Task description:
The answer must consist of every line from the entries that holds the word "persistence".

Excerpted data:
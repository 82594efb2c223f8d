//! Storage traits shared by the PostgreSQL and in-memory backends
//!
//! Records are plain values. All mutation goes through the explicit
//! "update fields by id" calls below; there is no object-graph tracking.

use crate::models::{
    BackupJobModel, BackupRecordModel, PerformanceMetrics, RecoveryTestModel, ValidationResults,
};
use crate::Result;
use async_trait::async_trait;
use chrono::{DateTime, Utc};
use uuid::Uuid;

/// Partial update of a backup record. `None` leaves the column untouched.
#[derive(Debug, Clone, Default, PartialEq)]
pub struct BackupRecordUpdate {
    pub status: Option<String>,
    pub storage_key: Option<String>,
    pub encrypted_storage_key: Option<String>,
    pub replicated_storage_key: Option<String>,
    pub encryption_key_id: Option<String>,
    pub backup_size_bytes: Option<i64>,
    pub checksum_md5: Option<String>,
    pub checksum_sha256: Option<String>,
    pub integrity_verified: Option<bool>,
    pub retry_count: Option<i32>,
    /// `Some(None)` clears the message
    pub error_message: Option<Option<String>>,
    /// Shallow-merged into the existing metadata object
    pub metadata: Option<serde_json::Value>,
    pub verified_at: Option<DateTime<Utc>>,
    pub completed_at: Option<DateTime<Utc>>,
}

impl BackupRecordUpdate {
    pub fn status(status: &str) -> Self {
        Self {
            status: Some(status.to_string()),
            ..Default::default()
        }
    }

    pub fn with_error(mut self, message: impl Into<String>) -> Self {
        self.error_message = Some(Some(message.into()));
        self
    }

    pub fn clear_error(mut self) -> Self {
        self.error_message = Some(None);
        self
    }

    pub fn with_metadata(mut self, metadata: serde_json::Value) -> Self {
        self.metadata = Some(metadata);
        self
    }

    pub fn with_retry_count(mut self, retry_count: i32) -> Self {
        self.retry_count = Some(retry_count);
        self
    }
}

/// Partial update of a recovery test. `None` leaves the column untouched.
#[derive(Debug, Clone, Default, PartialEq)]
pub struct RecoveryTestUpdate {
    pub status: Option<String>,
    pub validation_results: Option<ValidationResults>,
    pub performance_metrics: Option<PerformanceMetrics>,
    pub error_message: Option<Option<String>>,
    pub retry_count: Option<i32>,
    pub test_completed_at: Option<DateTime<Utc>>,
}

impl RecoveryTestUpdate {
    pub fn status(status: &str) -> Self {
        Self {
            status: Some(status.to_string()),
            ..Default::default()
        }
    }
}

/// Backup record persistence
#[async_trait]
pub trait BackupStore: Send + Sync {
    /// Insert a new backup record
    async fn create_backup_record(&self, record: &BackupRecordModel) -> Result<()>;

    /// Fetch a backup record, `Error::NotFound` if missing
    async fn get_backup_record(&self, id: Uuid) -> Result<BackupRecordModel>;

    /// Apply a partial update and return the updated row
    async fn update_backup_record(
        &self,
        id: Uuid,
        update: &BackupRecordUpdate,
    ) -> Result<BackupRecordModel>;

    /// Delete a backup record. Returns `false` when no row existed.
    async fn delete_backup_record(&self, id: Uuid) -> Result<bool>;

    /// Most recent completed and verified backup, newest `completed_at` first
    async fn find_latest_verified(&self) -> Result<Option<BackupRecordModel>>;

    /// Completed backups created strictly before `cutoff`
    async fn find_expired(&self, cutoff: DateTime<Utc>) -> Result<Vec<BackupRecordModel>>;

    /// All completed and verified backups
    async fn list_verified(&self) -> Result<Vec<BackupRecordModel>>;

    /// Page through backups, newest first, optionally filtered by status
    async fn list_backup_records(
        &self,
        status: Option<&str>,
        limit: i64,
        offset: i64,
    ) -> Result<Vec<BackupRecordModel>>;

    /// Backups in `status` last updated at or after `since`
    async fn list_backup_records_updated_since(
        &self,
        status: &str,
        since: DateTime<Utc>,
    ) -> Result<Vec<BackupRecordModel>>;

    /// Readiness probe
    async fn health_check(&self) -> Result<()>;
}

/// Recovery test persistence
#[async_trait]
pub trait RecoveryTestStore: Send + Sync {
    async fn create_recovery_test(&self, test: &RecoveryTestModel) -> Result<()>;

    async fn get_recovery_test(&self, id: Uuid) -> Result<RecoveryTestModel>;

    async fn update_recovery_test(
        &self,
        id: Uuid,
        update: &RecoveryTestUpdate,
    ) -> Result<RecoveryTestModel>;

    /// Most recently created test that reached a terminal state
    async fn latest_finished_recovery_test(&self) -> Result<Option<RecoveryTestModel>>;

    async fn list_recovery_tests_for_backup(
        &self,
        backup_record_id: Uuid,
    ) -> Result<Vec<RecoveryTestModel>>;
}

/// Persistent, at-least-once job queue
#[async_trait]
pub trait JobStore: Send + Sync {
    async fn enqueue_job(&self, job: &BackupJobModel) -> Result<()>;

    async fn get_job(&self, id: Uuid) -> Result<BackupJobModel>;

    /// Atomically claim the next runnable job.
    ///
    /// Runnable means `queued` with `run_at <= now`, or `running` with an
    /// expired lock (the previous holder timed out or crashed). Claiming
    /// increments `attempts` and locks the job until `now + timeout`.
    async fn claim_next_job(&self, now: DateTime<Utc>) -> Result<Option<BackupJobModel>>;

    async fn complete_job(&self, id: Uuid) -> Result<()>;

    /// Put a failed attempt back in the queue
    async fn reschedule_job(&self, id: Uuid, run_at: DateTime<Utc>, error: &str) -> Result<()>;

    /// Mark a job terminally failed
    async fn fail_job(&self, id: Uuid, error: &str) -> Result<()>;

    /// Jobs per state, for operator tooling
    async fn count_jobs_by_state(&self) -> Result<Vec<(String, i64)>>;
}

/// Everything the pipeline needs from the metadata store
pub trait MetadataStore: BackupStore + RecoveryTestStore + JobStore {}

impl<T> MetadataStore for T where T: BackupStore + RecoveryTestStore + JobStore {}

/// Validate a backup status string
pub(crate) fn validate_backup_status(status: &str) -> Result<()> {
    if crate::models::backup_status::ALL.contains(&status) {
        Ok(())
    } else {
        Err(crate::Error::ValidationError(format!(
            "Invalid backup status: {}",
            status
        )))
    }
}

/// Validate a recovery test status string
pub(crate) fn validate_test_status(status: &str) -> Result<()> {
    if crate::models::test_status::ALL.contains(&status) {
        Ok(())
    } else {
        Err(crate::Error::ValidationError(format!(
            "Invalid recovery test status: {}",
            status
        )))
    }
}

/// Validate that a string field is not empty
pub(crate) fn validate_non_empty_string(value: &str, field_name: &str) -> Result<()> {
    if value.trim().is_empty() {
        return Err(crate::Error::ValidationError(format!(
            "{} cannot be empty",
            field_name
        )));
    }
    Ok(())
}

/// Validate pagination parameters
pub(crate) fn validate_pagination_params(limit: i64, offset: i64) -> Result<()> {
    if limit <= 0 {
        return Err(crate::Error::ValidationError(
            "Limit must be greater than 0".to_string(),
        ));
    }
    if limit > 1000 {
        return Err(crate::Error::ValidationError(
            "Limit cannot exceed 1000".to_string(),
        ));
    }
    if offset < 0 {
        return Err(crate::Error::ValidationError(
            "Offset must be non-negative".to_string(),
        ));
    }
    Ok(())
}

/// Shallow-merge `patch` into `target` when both are JSON objects
pub(crate) fn merge_metadata(target: &mut serde_json::Value, patch: &serde_json::Value) {
    match (target.as_object_mut(), patch.as_object()) {
        (Some(target), Some(patch)) => {
            for (key, value) in patch {
                target.insert(key.clone(), value.clone());
            }
        }
        _ => *target = patch.clone(),
    }
}
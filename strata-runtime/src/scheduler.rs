//! Backup scheduler
//!
//! A process-wide object started once at boot: weekly full backup, daily
//! retention sweep and (optionally) a daily integrity sample, all in UTC.
//! A failed tick is alerted and not retried; the next tick runs normally.

use crate::integrity::{IntegritySampler, SampleReport};
use crate::pipeline::BackupPipeline;
use crate::services::{alert_codes, AlertSink, Severity};
use chrono::{DateTime, Datelike, Duration as ChronoDuration, NaiveTime, TimeZone, Utc, Weekday};
use parking_lot::Mutex;
use std::sync::Arc;
use std::time::Duration;
use tokio::sync::watch;
use tokio::task::JoinHandle;
use tracing::{error, info, warn};
use uuid::Uuid;

#[derive(Debug, Clone)]
pub struct ScheduleConfig {
    pub weekly_day: Weekday,
    pub weekly_hour: u32,
    pub cleanup_hour: u32,
    /// `None` disables the integrity sampler
    pub sample_hour: Option<u32>,
}

impl Default for ScheduleConfig {
    fn default() -> Self {
        Self {
            weekly_day: Weekday::Sun,
            weekly_hour: 2,
            cleanup_hour: 3,
            sample_hour: Some(4),
        }
    }
}

fn at_hour(date: chrono::NaiveDate, hour: u32) -> DateTime<Utc> {
    let time = NaiveTime::from_hms_opt(hour.min(23), 0, 0).unwrap_or_default();
    Utc.from_utc_datetime(&date.and_time(time))
}

/// First `day` at `hour`:00 UTC strictly after `after`
pub fn next_weekly_run(after: DateTime<Utc>, day: Weekday, hour: u32) -> DateTime<Utc> {
    let today = after.weekday().num_days_from_monday();
    let days_ahead = (day.num_days_from_monday() + 7 - today) % 7;
    let candidate = at_hour(after.date_naive(), hour) + ChronoDuration::days(days_ahead as i64);
    if candidate <= after {
        candidate + ChronoDuration::days(7)
    } else {
        candidate
    }
}

/// First `hour`:00 UTC strictly after `after`
pub fn next_daily_run(after: DateTime<Utc>, hour: u32) -> DateTime<Utc> {
    let candidate = at_hour(after.date_naive(), hour);
    if candidate <= after {
        candidate + ChronoDuration::days(1)
    } else {
        candidate
    }
}

pub struct BackupScheduler {
    pipeline: Arc<BackupPipeline>,
    sampler: Option<Arc<IntegritySampler>>,
    alerts: Arc<dyn AlertSink>,
    config: ScheduleConfig,
    shutdown: watch::Sender<bool>,
    handle: Mutex<Option<JoinHandle<()>>>,
}

impl BackupScheduler {
    pub fn new(
        pipeline: Arc<BackupPipeline>,
        alerts: Arc<dyn AlertSink>,
        config: ScheduleConfig,
    ) -> Self {
        let (shutdown, _) = watch::channel(false);
        Self {
            pipeline,
            sampler: None,
            alerts,
            config,
            shutdown,
            handle: Mutex::new(None),
        }
    }

    pub fn with_sampler(mut self, sampler: Arc<IntegritySampler>) -> Self {
        self.sampler = Some(sampler);
        self
    }

    /// Weekly tick: enqueue a full backup of the primary database
    pub async fn run_weekly_backup(&self) -> Option<Uuid> {
        let config = self.pipeline.config();
        match self
            .pipeline
            .enqueue_full_backup(&config.primary_database, &config.primary_region)
            .await
        {
            Ok(id) => {
                info!(backup_id = %id, "Scheduled weekly backup");
                Some(id)
            }
            Err(e) => {
                error!(error = %e, "Failed to schedule weekly backup");
                self.alerts
                    .send_alert(
                        alert_codes::BACKUP_SCHEDULING_FAILED,
                        &format!(
                            "Weekly backup of {} could not be scheduled: {}",
                            config.primary_database, e
                        ),
                        Severity::Critical,
                    )
                    .await;
                None
            }
        }
    }

    /// Daily tick: enqueue deletion of expired backups
    pub async fn run_daily_cleanup(&self, now: DateTime<Utc>) -> Option<Vec<Uuid>> {
        match self.pipeline.cleanup_expired(now).await {
            Ok(ids) => Some(ids),
            Err(e) => {
                error!(error = %e, "Retention sweep failed");
                self.alerts
                    .send_alert(
                        alert_codes::BACKUP_CLEANUP_FAILED,
                        &format!("Retention sweep failed: {}", e),
                        Severity::Warning,
                    )
                    .await;
                None
            }
        }
    }

    /// Daily tick: re-verify a random sample of verified backups
    pub async fn run_integrity_sample(&self) -> Option<SampleReport> {
        let sampler = self.sampler.as_ref()?;
        match sampler.run_sample().await {
            Ok(report) => Some(report),
            Err(e) => {
                error!(error = %e, "Integrity sampling failed");
                self.alerts
                    .send_alert(
                        alert_codes::INTEGRITY_SAMPLING_FAILED,
                        &format!("Integrity sampling failed: {}", e),
                        Severity::Warning,
                    )
                    .await;
                None
            }
        }
    }

    /// Spawn the trigger loop. Calling twice has no effect.
    pub fn start(self: &Arc<Self>) {
        let mut handle = self.handle.lock();
        if handle.is_some() {
            warn!("Scheduler already started");
            return;
        }
        let scheduler = Arc::clone(self);
        let shutdown = self.shutdown.subscribe();
        *handle = Some(tokio::spawn(async move {
            scheduler.run_loop(shutdown).await;
        }));
        info!(
            weekly_day = %self.config.weekly_day,
            weekly_hour = self.config.weekly_hour,
            cleanup_hour = self.config.cleanup_hour,
            "Backup scheduler started"
        );
    }

    /// Signal the loop to exit and wait for it
    pub async fn stop(&self) {
        self.shutdown.send_replace(true);
        let handle = self.handle.lock().take();
        if let Some(handle) = handle {
            if let Err(e) = handle.await {
                error!(error = %e, "Scheduler task ended abnormally");
            }
        }
        info!("Backup scheduler stopped");
    }

    async fn run_loop(&self, mut shutdown: watch::Receiver<bool>) {
        let config = &self.config;
        let now = Utc::now();
        let mut next_weekly = next_weekly_run(now, config.weekly_day, config.weekly_hour);
        let mut next_cleanup = next_daily_run(now, config.cleanup_hour);
        let mut next_sample = config.sample_hour.map(|hour| next_daily_run(now, hour));

        loop {
            let mut due = next_weekly.min(next_cleanup);
            if let Some(sample) = next_sample {
                due = due.min(sample);
            }
            let wait = (due - Utc::now()).to_std().unwrap_or(Duration::ZERO);

            tokio::select! {
                _ = tokio::time::sleep(wait) => {}
                changed = shutdown.changed() => {
                    if changed.is_err() || *shutdown.borrow() {
                        break;
                    }
                    continue;
                }
            }

            let now = Utc::now();
            if now >= next_weekly {
                self.run_weekly_backup().await;
                next_weekly = next_weekly_run(now, config.weekly_day, config.weekly_hour);
            }
            if now >= next_cleanup {
                self.run_daily_cleanup(now).await;
                next_cleanup = next_daily_run(now, config.cleanup_hour);
            }
            if let (Some(sample), Some(hour)) = (next_sample, config.sample_hour) {
                if now >= sample {
                    self.run_integrity_sample().await;
                    next_sample = Some(next_daily_run(now, hour));
                }
            }
        }
    }
}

Response area:
/// Backup record persistence
/// Recovery test persistence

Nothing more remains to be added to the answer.